I think part of the problem is also that I began this “third” novel before I left for Japan, wrote about a hundred pages of it.  Then, while I was in Japan, I felt compelled to stop writing it for a couple of reasons:  it’s set back here in the States (mostly Ohio, though there will be a good part of it in two different places in New York State–Manhattan and around Lake Chautauqua, I think); and then there was also the fact that I was in Japan suddenly, and felt compelled to write about the culture I was living in at that moment.  Actually, I always feel compelled to write about the culture I’m living in, and right then it was Japanese culture.  In any case, in the time between finishing pre-publication revision on One for Sorrow and selling The Love We Share Without Knowing, I returned to work on this third novel, Yesterday’s Child. I wrote another hundred pages, then went back to revising The Love We Share.  Now I’m back to the drawing board with Yesterday’s Child and, honestly, I think I’m a different writer than the one who began it, and want to make a lot of different decisions than that writer made when he started it in the summer of 2004 and took it up again in 2006.

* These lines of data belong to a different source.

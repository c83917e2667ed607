use crate::error::AppError;
use crate::intake::camera::FacingMode;
use config::{Config, Environment, File};
use serde::Deserialize;
use std::collections::HashMap;
use std::fmt;
use std::path::Path;
use std::time::Duration;

pub const DEFAULT_CONFIG_FILE: &str = "neurobin.toml";
pub const ENV_PREFIX: &str = "NEUROBIN";
pub const FALLBACK_API_KEY_VAR: &str = "GEMINI_API_KEY";

#[derive(Debug, Clone, Default, Deserialize)]
#[serde(default)]
pub struct Settings {
    pub classifier: ClassifierSettings,
    pub normalizer: NormalizerSettings,
    pub camera: CameraSettings,
}

#[derive(Clone, Deserialize)]
#[serde(default)]
pub struct ClassifierSettings {
    pub endpoint: String,
    pub model: String,
    pub api_key: Option<String>,
    pub timeout_secs: u64,
    /// Treat labels outside the six known categories as a malformed response.
    pub strict_labels: bool,
}

#[derive(Debug, Clone, Copy, PartialEq, Deserialize)]
#[serde(default)]
pub struct NormalizerSettings {
    pub max_width: u32,
    pub max_height: u32,
    pub quality: f32,
}

#[derive(Debug, Clone, Copy, Default, Deserialize)]
#[serde(default)]
pub struct CameraSettings {
    pub facing_mode: FacingMode,
}

impl Default for ClassifierSettings {
    fn default() -> Self {
        Self {
            endpoint: "https://generativelanguage.googleapis.com".to_string(),
            model: "gemini-2.0-flash".to_string(),
            api_key: None,
            timeout_secs: 30,
            strict_labels: false,
        }
    }
}

// The credential must never reach the logs.
impl fmt::Debug for ClassifierSettings {
    fn fmt(&self, f: &mut fmt::Formatter<'_>) -> fmt::Result {
        f.debug_struct("ClassifierSettings")
            .field("endpoint", &self.endpoint)
            .field("model", &self.model)
            .field("api_key", &self.api_key.as_ref().map(|_| "<redacted>"))
            .field("timeout_secs", &self.timeout_secs)
            .field("strict_labels", &self.strict_labels)
            .finish()
    }
}

impl ClassifierSettings {
    pub fn timeout(&self) -> Duration {
        Duration::from_secs(self.timeout_secs)
    }
}

impl Default for NormalizerSettings {
    fn default() -> Self {
        Self {
            max_width: 512,
            max_height: 512,
            quality: 0.9,
        }
    }
}

impl NormalizerSettings {
    pub fn validate(&self) -> Result<(), AppError> {
        if self.max_width == 0 || self.max_height == 0 {
            return Err(AppError::Config(
                "Normalizer bounds must be greater than 0".to_string(),
            ));
        }
        if !(self.quality > 0.0 && self.quality <= 1.0) {
            return Err(AppError::Config(
                "Normalizer quality must be within (0, 1]".to_string(),
            ));
        }
        Ok(())
    }
}

impl Settings {
    /// Loads defaults, then `path` (or `neurobin.toml` if present), then the
    /// `NEUROBIN__*` environment.
    pub fn load(path: Option<&Path>) -> Result<Self, AppError> {
        Self::load_with_env(path, std::env::vars().collect())
    }

    pub fn load_with_env(
        path: Option<&Path>,
        env: HashMap<String, String>,
    ) -> Result<Self, AppError> {
        let mut builder = Config::builder();
        builder = match path {
            Some(path) => builder.add_source(File::from(path).required(true)),
            None => builder.add_source(File::with_name(DEFAULT_CONFIG_FILE).required(false)),
        };

        let fallback_key = env.get(FALLBACK_API_KEY_VAR).cloned();
        let prefixed: config::Map<String, String> = env
            .into_iter()
            .filter(|(key, _)| key.starts_with(ENV_PREFIX))
            .collect();

        let settings: Settings = builder
            .add_source(
                Environment::with_prefix(ENV_PREFIX)
                    .prefix_separator("__")
                    .separator("__")
                    .try_parsing(true)
                    .source(Some(prefixed)),
            )
            .build()?
            .try_deserialize()?;

        let settings = settings.with_fallback_key(fallback_key);
        settings.validate()?;
        tracing::debug!("Loaded settings: {:?}", settings);
        Ok(settings)
    }

    fn with_fallback_key(mut self, fallback_key: Option<String>) -> Self {
        let missing = self
            .classifier
            .api_key
            .as_deref()
            .map(|key| key.trim().is_empty())
            .unwrap_or(true);
        if missing {
            self.classifier.api_key = fallback_key.filter(|key| !key.trim().is_empty());
        }
        self
    }

    pub fn validate(&self) -> Result<(), AppError> {
        self.normalizer.validate()?;
        if self.classifier.timeout_secs == 0 {
            return Err(AppError::Config(
                "Classifier timeout must be greater than 0".to_string(),
            ));
        }
        if self.classifier.endpoint.trim().is_empty() {
            return Err(AppError::Config(
                "Classifier endpoint must not be empty".to_string(),
            ));
        }
        if self.classifier.model.trim().is_empty() {
            return Err(AppError::Config(
                "Classifier model must not be empty".to_string(),
            ));
        }
        Ok(())
    }

    pub fn require_api_key(&self) -> Result<&str, AppError> {
        self.classifier.api_key.as_deref().ok_or_else(|| {
            AppError::Config(format!(
                "No API key configured; set {}__CLASSIFIER__API_KEY or {}",
                ENV_PREFIX, FALLBACK_API_KEY_VAR
            ))
        })
    }
}
use crate::common::{ImageBlob, ImageSource};
use crate::error::AppError;
use async_trait::async_trait;
use image::{DynamicImage, ImageFormat};
use serde::Deserialize;
use std::io::Cursor;
use std::path::PathBuf;
use tracing::{debug, info, warn};

/// Which way the requested camera should face.
#[derive(Debug, Clone, Copy, Default, PartialEq, Eq, Deserialize)]
#[serde(rename_all = "lowercase")]
pub enum FacingMode {
    User,
    #[default]
    Environment,
}

/// A live video feed. Frames are pulled on demand.
pub trait MediaStream: Send {
    fn grab_frame(&mut self) -> Result<DynamicImage, AppError>;
    fn stop(&mut self);
    fn is_active(&self) -> bool;
}

/// Platform capture capability that hands out [`MediaStream`]s.
#[async_trait]
pub trait CameraDevice: Send + Sync {
    async fn open(&self, facing: FacingMode) -> Result<Box<dyn MediaStream>, AppError>;
}

/// Scoped ownership of an open camera stream. The stream is stopped on
/// capture, cancel, or drop, whichever comes first.
pub struct CameraSession {
    stream: Option<Box<dyn MediaStream>>,
}

impl CameraSession {
    pub async fn start(device: &dyn CameraDevice, facing: FacingMode) -> Result<Self, AppError> {
        debug!("Requesting {:?}-facing camera stream", facing);
        let stream = device.open(facing).await?;
        info!("Camera stream started");
        Ok(Self {
            stream: Some(stream),
        })
    }

    pub fn is_active(&self) -> bool {
        self.stream
            .as_ref()
            .map(|stream| stream.is_active())
            .unwrap_or(false)
    }

    /// Grabs the current frame as a PNG still and releases the stream, even
    /// when grabbing or encoding fails.
    pub fn capture(mut self) -> Result<ImageBlob, AppError> {
        let mut stream = self.stream.take().ok_or_else(|| {
            AppError::DeviceAccess("camera stream already released".to_string())
        })?;
        let frame = stream.grab_frame();
        stream.stop();
        debug!("Camera stream released after capture");

        let frame = frame?;
        let mut encoded = Cursor::new(Vec::new());
        frame.write_to(&mut encoded, ImageFormat::Png)?;
        info!(
            "Captured {}x{} frame from camera",
            frame.width(),
            frame.height()
        );
        Ok(ImageBlob::new(
            encoded.into_inner(),
            ImageFormat::Png.to_mime_type(),
            ImageSource::Camera,
        ))
    }

    pub fn cancel(mut self) {
        self.release();
    }

    fn release(&mut self) {
        if let Some(mut stream) = self.stream.take() {
            stream.stop();
            debug!("Camera stream released");
        }
    }
}

impl Drop for CameraSession {
    fn drop(&mut self) {
        self.release();
    }
}

/// A [`CameraDevice`] whose video feed is a still image read from disk.
pub struct StillFrameCamera {
    path: PathBuf,
}

impl StillFrameCamera {
    pub fn new(path: impl Into<PathBuf>) -> Self {
        Self { path: path.into() }
    }
}

struct StillFrameStream {
    frame: Option<DynamicImage>,
}

impl MediaStream for StillFrameStream {
    fn grab_frame(&mut self) -> Result<DynamicImage, AppError> {
        self.frame
            .clone()
            .ok_or_else(|| AppError::DeviceAccess("camera stream is stopped".to_string()))
    }

    fn stop(&mut self) {
        self.frame = None;
    }

    fn is_active(&self) -> bool {
        self.frame.is_some()
    }
}

#[async_trait]
impl CameraDevice for StillFrameCamera {
    async fn open(&self, facing: FacingMode) -> Result<Box<dyn MediaStream>, AppError> {
        let bytes = tokio::fs::read(&self.path).await.map_err(|e| {
            warn!("Still frame source {} unavailable: {}", self.path.display(), e);
            AppError::DeviceAccess(format!(
                "no camera available at {}: {}",
                self.path.display(),
                e
            ))
        })?;
        let frame = image::load_from_memory(&bytes).map_err(|e| {
            AppError::DeviceAccess(format!(
                "camera source {} produced no frames: {}",
                self.path.display(),
                e
            ))
        })?;
        debug!(
            "Opened still frame camera {} ({:?}-facing hint ignored)",
            self.path.display(),
            facing
        );
        Ok(Box::new(StillFrameStream { frame: Some(frame) }))
    }
}
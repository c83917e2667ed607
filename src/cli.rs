//! Command line front end driving one [`Workflow`] per invocation.

use crate::config::Settings;
use crate::error::AppError;
use crate::intake::{SelectedFile, StillFrameCamera};
use crate::pipeline::{
    ClassificationService, DisplayConfig, GeminiClassifier, WasteCategory, Workflow,
};
use clap::Parser;
use std::path::PathBuf;
use tracing::{Level, info};

#[derive(Parser, Debug)]
#[command(name = "neurobin")]
#[command(author, version, about = "Classify a photo of a waste item into one of six streams", long_about = None)]
#[command(propagate_version = true)]
pub struct Cli {
    /// Increase verbosity (-v, -vv)
    #[arg(short, long, action = clap::ArgAction::Count, global = true)]
    pub verbose: u8,

    /// Configuration file (defaults to ./neurobin.toml when present)
    #[arg(short, long, global = true)]
    pub config: Option<PathBuf>,

    #[command(subcommand)]
    pub command: Commands,
}

#[derive(clap::Subcommand, Debug)]
pub enum Commands {
    /// Upload an image file and classify it
    Classify {
        /// Image to classify
        path: PathBuf,
        /// Print the result as JSON
        #[arg(long)]
        json: bool,
    },
    /// Capture a frame from a camera source and classify it
    Capture {
        /// Still image served as the camera feed
        #[arg(long)]
        frame: PathBuf,
        /// Print the result as JSON
        #[arg(long)]
        json: bool,
    },
    /// List the six waste streams and their disposal methods
    Categories,
}

impl Cli {
    pub fn log_level(&self) -> Level {
        match self.verbose {
            0 => Level::INFO,
            1 => Level::DEBUG,
            _ => Level::TRACE,
        }
    }
}

fn build_workflow(settings: &Settings) -> Result<Workflow, AppError> {
    let api_key = settings.require_api_key()?;
    let classifier = GeminiClassifier::new(&settings.classifier, api_key)?;
    Ok(Workflow::new(
        settings,
        ClassificationService::new(Box::new(classifier)),
    ))
}

fn render(display: &DisplayConfig, json: bool) -> Result<String, AppError> {
    if json {
        serde_json::to_string_pretty(display).map_err(|e| AppError::Schema(e.to_string()))
    } else {
        Ok(display.to_string())
    }
}

pub fn categories_table() -> String {
    WasteCategory::ALL
        .iter()
        .map(|category| {
            format!(
                "{}. {:<22} {}",
                category.ordinal(),
                category.label(),
                category.disposal_method()
            )
        })
        .collect::<Vec<_>>()
        .join("\n")
}

/// The single line the binary prints to stderr when a command fails.
pub fn error_line(error: &AppError) -> String {
    format!("error: {}", error)
}

pub async fn run(cli: Cli) -> Result<(), AppError> {
    match cli.command {
        Commands::Categories => {
            println!("{}", categories_table());
        }
        Commands::Classify { path, json } => {
            let settings = Settings::load(cli.config.as_deref())?;
            let mut workflow = build_workflow(&settings)?;
            let file = SelectedFile::from_path(&path).await?;
            workflow.select_file(file).await?;
            info!("Analyzing with AI...");
            let display = workflow.analyze().await?;
            println!("{}", render(&display, json)?);
        }
        Commands::Capture { frame, json } => {
            let settings = Settings::load(cli.config.as_deref())?;
            let mut workflow = build_workflow(&settings)?;
            let camera = StillFrameCamera::new(frame);
            workflow.start_camera(&camera).await?;
            workflow.capture().await?;
            info!("Analyzing with AI...");
            let display = workflow.analyze().await?;
            println!("{}", render(&display, json)?);
        }
    }
    Ok(())
}
use crate::pipeline::classifier::ClassificationResult;
use crate::pipeline::taxonomy::WasteCategory;
use serde::Serialize;
use std::fmt;
use tracing::warn;

/// Accent color role used to tint a result card.
#[derive(Debug, Clone, Copy, PartialEq, Eq, Serialize)]
#[serde(rename_all = "snake_case")]
pub enum AccentRole {
    Success,
    Primary,
    Muted,
    Warning,
    Destructive,
    Info,
}

#[derive(Debug, Clone, Copy)]
struct Presentation {
    icon: &'static str,
    accent: AccentRole,
}

const FALLBACK: WasteCategory = WasteCategory::NonRecyclable;

fn presentation(category: WasteCategory) -> Presentation {
    match category {
        WasteCategory::Biodegradable => Presentation {
            icon: "🌱",
            accent: AccentRole::Success,
        },
        WasteCategory::Recyclable => Presentation {
            icon: "♻️",
            accent: AccentRole::Primary,
        },
        WasteCategory::NonRecyclable => Presentation {
            icon: "🗑️",
            accent: AccentRole::Muted,
        },
        WasteCategory::Hazardous => Presentation {
            icon: "☣️",
            accent: AccentRole::Warning,
        },
        WasteCategory::Biomedical => Presentation {
            icon: "💉",
            accent: AccentRole::Destructive,
        },
        WasteCategory::EWaste => Presentation {
            icon: "🔌",
            accent: AccentRole::Info,
        },
    }
}

/// Formats a 0–1 confidence as a percentage with one decimal place.
pub fn format_confidence(confidence: f64) -> String {
    // Round half away from zero on tenths of a percent; `{:.1}` alone rounds ties to even.
    let tenths = (confidence * 1000.0).round();
    format!("{:.1}%", tenths / 10.0)
}

#[derive(Debug, Clone, PartialEq, Serialize)]
pub struct DisplayConfig {
    pub category: WasteCategory,
    pub number: u8,
    pub label: &'static str,
    pub stream: String,
    pub icon: &'static str,
    pub accent: AccentRole,
    pub confidence: String,
    pub reasoning: String,
    pub disposal_method: &'static str,
    /// Set when the returned label matched no known category.
    pub fallback: bool,
}

pub fn present(result: &ClassificationResult) -> DisplayConfig {
    let (category, fallback) = match result.category() {
        Some(category) => (category, false),
        None => {
            warn!(
                "Presenting unknown label {:?} as {}",
                result.waste_type,
                FALLBACK.label()
            );
            (FALLBACK, true)
        }
    };
    let presentation = presentation(category);
    DisplayConfig {
        category,
        number: category.ordinal(),
        label: category.label(),
        stream: format!("Stream {} - {}", category.ordinal(), category.label()),
        icon: presentation.icon,
        accent: presentation.accent,
        confidence: format_confidence(result.confidence),
        reasoning: result.reasoning.clone(),
        disposal_method: category.disposal_method(),
        fallback,
    }
}

impl fmt::Display for DisplayConfig {
    fn fmt(&self, f: &mut fmt::Formatter<'_>) -> fmt::Result {
        writeln!(f, "{} #{} {}", self.icon, self.number, self.label)?;
        writeln!(f, "  Stream:     {}", self.stream)?;
        writeln!(f, "  Confidence: {}", self.confidence)?;
        writeln!(f, "  Disposal:   {}", self.disposal_method)?;
        write!(f, "  Reasoning:  {}", self.reasoning)?;
        if self.fallback {
            write!(f, "\n  (unrecognized category, shown as {})", self.label)?;
        }
        Ok(())
    }
}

Why am I blogging about this?  That’s another good question.  Since I moved back to the States, I have largely stopped blogging about lots of things.  I’ve been busy, for one, doing lots of other things that I didn’t do in the past:  author readings, signings, going through a stressful time when I was interviewing for the fiction writing job at the university this spring, etc.  But also because I felt a little like withdrawing from sharing my life publicly as much as I once did.  When I was in Japan, blogging was a way of not having to write a letter to each and every single person I wanted to stay in communication with back home, and it was a way of sorting out the life I was learning to lead there.  Back home, well, it was certainly an adjustment to return to the U.S. after being gone for a couple of years right at that point where I felt like I’d put down good roots in Japan.  But I didn’t feel as compelled to write in a public journal about that as much.  I suddenly wanted the privacy that I think we all need to truly find our own relationship with the world at that juncture in my life.

So.  Here I am again, writing about something personal.  But you know what, I feel better for it just putting it down here.  I’m not sure why, but I do.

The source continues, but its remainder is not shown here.